Di solito Anna preferiva lavorare in completo silenzio e solitudine e non si faceva distrarre quando dipingeva; usava dosare con accuratezza i colori per dipingere i profili delicati e le trasparenze ma ora Alberto, con la scusa di guardarla dipingere, le si era accostato e aveva cominciato a baciarla delicatamente sul collo, incurante della presenza della modella, anzi, maggiormente eccitato, le aveva infilato una mano nel largo camicione, fino a prenderle il seno e stuzzicarlo.
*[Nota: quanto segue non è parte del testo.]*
use std::sync::Arc;

use axum::extract::{Path, RawQuery, State};
use axum::http::header::CONTENT_TYPE;
use axum::response::{IntoResponse, Response};
use axum::Json;
use sensorthings_query::{EntityType, QueryError, QueryOptions, ResultFormat};
use serde_json::json;
use tracing::debug;

use crate::path::ResourcePath;
use crate::problem::Result;
use crate::response::{self, Collection, PageInfo};
use crate::AppState;

pub async fn health() -> impl IntoResponse {
    Json(json!({ "status": "ok" }))
}

pub async fn service_root(State(state): State<Arc<AppState>>) -> impl IntoResponse {
    Json(response::entity_sets(&state.external_uri))
}

/// Decoded `name=value` pairs in request order.
fn query_pairs(query: Option<&str>) -> Vec<(String, String)> {
    query
        .map(|q| {
            url::form_urlencoded::parse(q.as_bytes())
                .into_owned()
                .collect()
        })
        .unwrap_or_default()
}

pub async fn get_resource(
    State(state): State<Arc<AppState>>,
    Path(path): Path<String>,
    RawQuery(query): RawQuery,
) -> Result<Response> {
    let resource = ResourcePath::parse(&state.registry, &path)?;
    let pairs = query_pairs(query.as_deref());
    let mut options =
        QueryOptions::parse(pairs.iter().map(|(k, v)| (k.as_str(), v.as_str())))?;

    if resource.ref_only {
        options.ref_only = true;
    }
    if let Some(field) = &resource.property {
        options.select = vec![field.name.to_string()];
        options.expand.clear();
        options.ref_only = false;
    }

    let data_array = options.result_format == Some(ResultFormat::DataArray);
    if data_array
        && (resource.target.entity_type != EntityType::Observation
            || resource.singular
            || resource.property.is_some())
    {
        return Err(QueryError::invalid_option(
            "$resultFormat",
            "dataArray",
            "only supported on Observation collections",
        )
        .into());
    }

    let result = state.store.query(&resource.target, &options).await?;
    debug!(
        resource = %resource.target,
        entities = result.entities.len(),
        rows = result.stats.row_count,
        execution_ms = result.stats.execution_ms,
        "query complete"
    );

    if resource.singular {
        let entity = result
            .entities
            .into_iter()
            .next()
            .ok_or_else(|| QueryError::not_found(resource.target.to_string()))?;

        return Ok(match &resource.property {
            Some(field) if resource.raw_value => (
                [(CONTENT_TYPE, "text/plain; charset=utf-8")],
                response::raw_value(&entity, field),
            )
                .into_response(),
            Some(field) => Json(response::property(&entity, field)).into_response(),
            None => Json(entity).into_response(),
        });
    }

    let page = PageInfo {
        limit: options.limit(state.max_top),
        offset: options.offset(),
        returned: result.entities.len(),
        total: result.count,
    };
    let next_link = response::next_link(&state.external_uri, &path, &pairs, page);

    if data_array {
        let datastream_link = resource
            .target
            .scope
            .filter(|scope| scope.entity_type == EntityType::Datastream)
            .map(|scope| format!("{}/v1.0/Datastreams({})", state.external_uri, scope.id));
        let group = response::data_array(
            &result.entities,
            response::components(&state.registry, &options),
            datastream_link,
        );
        return Ok(Json(Collection {
            count: result.count,
            next_link,
            value: vec![group],
        })
        .into_response());
    }

    Ok(Json(Collection {
        count: result.count,
        next_link,
        value: result.entities,
    })
    .into_response())
}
Concentrata nel lavoro, Anna si lasciava dare questi baci innocui, quasi scherzosi e fingeva indifferenza sperando di non lasciar passare alcun fremito del corpo.
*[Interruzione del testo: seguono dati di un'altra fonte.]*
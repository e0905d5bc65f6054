use sea_orm::DatabaseBackend;
use sea_orm_migration::prelude::*;

/// Entity tables, link tables and PostGIS.
///
/// Integer codes (`encodingtype`, `observationtype`) are stored as BIGINT and
/// mapped to their public values by the query layer.
#[derive(DeriveMigrationName)]
pub struct Migration;

fn id() -> ColumnDef {
    ColumnDef::new(Alias::new("id"))
        .big_integer()
        .not_null()
        .auto_increment()
        .primary_key()
        .to_owned()
}

fn text(name: &str) -> ColumnDef {
    ColumnDef::new(Alias::new(name)).text().null().to_owned()
}

fn code(name: &str) -> ColumnDef {
    ColumnDef::new(Alias::new(name))
        .big_integer()
        .not_null()
        .default(0)
        .to_owned()
}

fn reference(name: &str) -> ColumnDef {
    ColumnDef::new(Alias::new(name)).big_integer().not_null().to_owned()
}

fn jsonb(name: &str) -> ColumnDef {
    ColumnDef::new(Alias::new(name)).json_binary().null().to_owned()
}

fn geometry(name: &str) -> ColumnDef {
    ColumnDef::new(Alias::new(name))
        .custom(Alias::new("geometry"))
        .null()
        .to_owned()
}

fn foreign_key(table: &str, column: &str, target: &str) -> ForeignKeyCreateStatement {
    ForeignKey::create()
        .name(format!("fk_{}_{}", table, column))
        .from(Alias::new(table), Alias::new(column))
        .to(Alias::new(target), Alias::new("id"))
        .on_delete(ForeignKeyAction::Cascade)
        .to_owned()
}

const TABLES: &[&str] = &[
    "location_to_historicallocation",
    "thing_to_location",
    "observation",
    "featureofinterest",
    "datastream",
    "observedproperty",
    "sensor",
    "historicallocation",
    "location",
    "thing",
];

#[async_trait::async_trait]
impl MigrationTrait for Migration {
    async fn up(&self, manager: &SchemaManager) -> Result<(), DbErr> {
        if manager.get_database_backend() == DatabaseBackend::Postgres {
            manager
                .get_connection()
                .execute_unprepared("CREATE EXTENSION IF NOT EXISTS postgis SCHEMA public")
                .await?;
        }

        manager
            .create_table(
                Table::create()
                    .table(Alias::new("thing"))
                    .if_not_exists()
                    .col(id())
                    .col(text("name"))
                    .col(text("description"))
                    .col(jsonb("properties"))
                    .to_owned(),
            )
            .await?;

        manager
            .create_table(
                Table::create()
                    .table(Alias::new("location"))
                    .if_not_exists()
                    .col(id())
                    .col(text("name"))
                    .col(text("description"))
                    .col(code("encodingtype"))
                    .col(geometry("location"))
                    .to_owned(),
            )
            .await?;

        manager
            .create_table(
                Table::create()
                    .table(Alias::new("historicallocation"))
                    .if_not_exists()
                    .col(id())
                    .col(
                        ColumnDef::new(Alias::new("time"))
                            .timestamp_with_time_zone()
                            .not_null(),
                    )
                    .col(reference("thing_id"))
                    .foreign_key(&mut foreign_key("historicallocation", "thing_id", "thing"))
                    .to_owned(),
            )
            .await?;

        manager
            .create_table(
                Table::create()
                    .table(Alias::new("sensor"))
                    .if_not_exists()
                    .col(id())
                    .col(text("name"))
                    .col(text("description"))
                    .col(code("encodingtype"))
                    .col(text("metadata"))
                    .to_owned(),
            )
            .await?;

        manager
            .create_table(
                Table::create()
                    .table(Alias::new("observedproperty"))
                    .if_not_exists()
                    .col(id())
                    .col(text("name"))
                    .col(text("definition"))
                    .col(text("description"))
                    .to_owned(),
            )
            .await?;

        manager
            .create_table(
                Table::create()
                    .table(Alias::new("datastream"))
                    .if_not_exists()
                    .col(id())
                    .col(text("name"))
                    .col(text("description"))
                    .col(jsonb("unitofmeasurement"))
                    .col(code("observationtype"))
                    .col(geometry("observedarea"))
                    .col(text("phenomenontime"))
                    .col(text("resulttime"))
                    .col(reference("thing_id"))
                    .col(reference("sensor_id"))
                    .col(reference("observedproperty_id"))
                    .foreign_key(&mut foreign_key("datastream", "thing_id", "thing"))
                    .foreign_key(&mut foreign_key("datastream", "sensor_id", "sensor"))
                    .foreign_key(&mut foreign_key(
                        "datastream",
                        "observedproperty_id",
                        "observedproperty",
                    ))
                    .to_owned(),
            )
            .await?;

        manager
            .create_table(
                Table::create()
                    .table(Alias::new("featureofinterest"))
                    .if_not_exists()
                    .col(id())
                    .col(text("name"))
                    .col(text("description"))
                    .col(code("encodingtype"))
                    .col(geometry("feature"))
                    .to_owned(),
            )
            .await?;

        manager
            .create_table(
                Table::create()
                    .table(Alias::new("observation"))
                    .if_not_exists()
                    .col(id())
                    .col(
                        ColumnDef::new(Alias::new("data"))
                            .json_binary()
                            .not_null()
                            .default(Expr::cust("'{}'::jsonb")),
                    )
                    .col(reference("stream_id"))
                    .col(reference("featureofinterest_id"))
                    .foreign_key(&mut foreign_key("observation", "stream_id", "datastream"))
                    .foreign_key(&mut foreign_key(
                        "observation",
                        "featureofinterest_id",
                        "featureofinterest",
                    ))
                    .to_owned(),
            )
            .await?;

        manager
            .create_table(
                Table::create()
                    .table(Alias::new("thing_to_location"))
                    .if_not_exists()
                    .col(reference("thing_id"))
                    .col(reference("location_id"))
                    .primary_key(
                        Index::create()
                            .col(Alias::new("thing_id"))
                            .col(Alias::new("location_id")),
                    )
                    .foreign_key(&mut foreign_key("thing_to_location", "thing_id", "thing"))
                    .foreign_key(&mut foreign_key(
                        "thing_to_location",
                        "location_id",
                        "location",
                    ))
                    .to_owned(),
            )
            .await?;

        manager
            .create_table(
                Table::create()
                    .table(Alias::new("location_to_historicallocation"))
                    .if_not_exists()
                    .col(reference("location_id"))
                    .col(reference("historicallocation_id"))
                    .primary_key(
                        Index::create()
                            .col(Alias::new("location_id"))
                            .col(Alias::new("historicallocation_id")),
                    )
                    .foreign_key(&mut foreign_key(
                        "location_to_historicallocation",
                        "location_id",
                        "location",
                    ))
                    .foreign_key(&mut foreign_key(
                        "location_to_historicallocation",
                        "historicallocation_id",
                        "historicallocation",
                    ))
                    .to_owned(),
            )
            .await?;

        Ok(())
    }

    async fn down(&self, manager: &SchemaManager) -> Result<(), DbErr> {
        for table in TABLES {
            manager
                .drop_table(
                    Table::drop()
                        .table(Alias::new(*table))
                        .if_exists()
                        .to_owned(),
                )
                .await?;
        }
        Ok(())
    }
}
Aveva continuato a stringerla ed accarezzarla con una mano e con l’altra cercava di sbottonarsi i pantaloni. Anna l’avrebbe fermato se la situazione non fosse stata così assurda e carica di tensione e il suo tentativo così maldestro. Sentì poi le sue mani tirare su velocemente il camice e allora non riuscì a fare a meno di girarsi e di baciarlo perché sentiva di essere attratta da lui come poche volte lo era stata e lo baciò intensamente.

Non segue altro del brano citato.